Re: recommended ESR meters these days
ESR meters (AC low ohm meter) are very easy to build and there are several good schematics on the web. I built one from parts around my lab in 2007, and have not had a need to fix or replace it. It has two ranges 0-10 ohms and 0 to 30 ohms and measures accurately down to .05 ohms at the lower resistance third of the scales. It uses an analog meter and fits in a 2" X 2" by 4" metal box. I created the meter face in powerpoint (before I got familiar with the "Meter" program). Ended up pretty close to zero cost. I based mine off the IZ7ATH style circuit ( https://www.qsl.net/iz7ath/web/02_brew/15_lab/06_esr/index.htm ) but there are many versions to choose from. If concerned about ESR, a 0 to 5 ohm range with around 0.05 ohm accuracy at the 0 to 1 ohm range (.5 ohm above that) is generally all that is necessary.

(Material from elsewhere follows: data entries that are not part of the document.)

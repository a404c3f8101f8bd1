use std::io;
use std::path::Path;
use std::process::Command;

use super::check_status;
use crate::config::LinuxBackend;

pub fn set_wallpaper(path: &Path, backend: LinuxBackend) -> io::Result<()> {
    match backend {
        LinuxBackend::Gnome => {
            let uri = format!("file://{}", path.display());
            for key in ["picture-uri", "picture-uri-dark"] {
                let status = Command::new("gsettings")
                    .args(["set", "org.gnome.desktop.background", key])
                    .arg(&uri)
                    .status()?;
                check_status("gsettings", status)?;
            }
            Ok(())
        }
        LinuxBackend::Swww => {
            let status = Command::new("swww")
                .arg("img")
                .arg(path)
                .arg("--transition-type")
                .arg("outer")
                .arg("--transition-fps")
                .arg("60")
                .status()?;
            check_status("swww", status)
        }
    }
}
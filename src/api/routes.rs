//! API Routes
//!
//! Configures the Axum router with the proxy endpoints.

use axum::{routing::get, Router};
use tower_http::{
    cors::{Any, CorsLayer},
    trace::TraceLayer,
};

use super::handlers::{get_handler, health_handler, stats_handler, AppState};

/// Creates the main router with all endpoints configured.
///
/// # Endpoints
/// - `GET /:key` - Read-through lookup of a single key
/// - `GET /_proxy/stats` - Cache and admission statistics
/// - `GET /_proxy/health` - Health check endpoint
///
/// The operational endpoints live two segments deep so they can never shadow
/// a key, which is always a single path segment.
///
/// # Middleware
/// - CORS: Allows any origin (configurable for production)
/// - Tracing: Logs all requests for debugging
pub fn create_router(state: AppState) -> Router {
    // Configure CORS middleware
    let cors = CorsLayer::new()
        .allow_origin(Any)
        .allow_methods(Any)
        .allow_headers(Any);

    Router::new()
        .route("/:key", get(get_handler))
        .route("/_proxy/stats", get(stats_handler))
        .route("/_proxy/health", get(health_handler))
        .layer(cors)
        .layer(TraceLayer::new_for_http())
        .with_state(state)
}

In 2004 I built a low ohms meter (DC ohmmeter) which goes well with the ESR meter and uses home make kelvin clips. It has ranges of .2 ohms, 2 ohms and 20 ohms. It has resolution to .0025 ohms on the lowest scale and very accurate to this resolution compared to my calibrated HP 3456A in 4 wire mode.
While there are many AC and DC low ohms meters on the market, buying one is not as much fun as building one and a built one could easily be fixed if it ever fails. In my case I already have several good LCR meters from HP and B&K so another one just to get ESR would be overkill.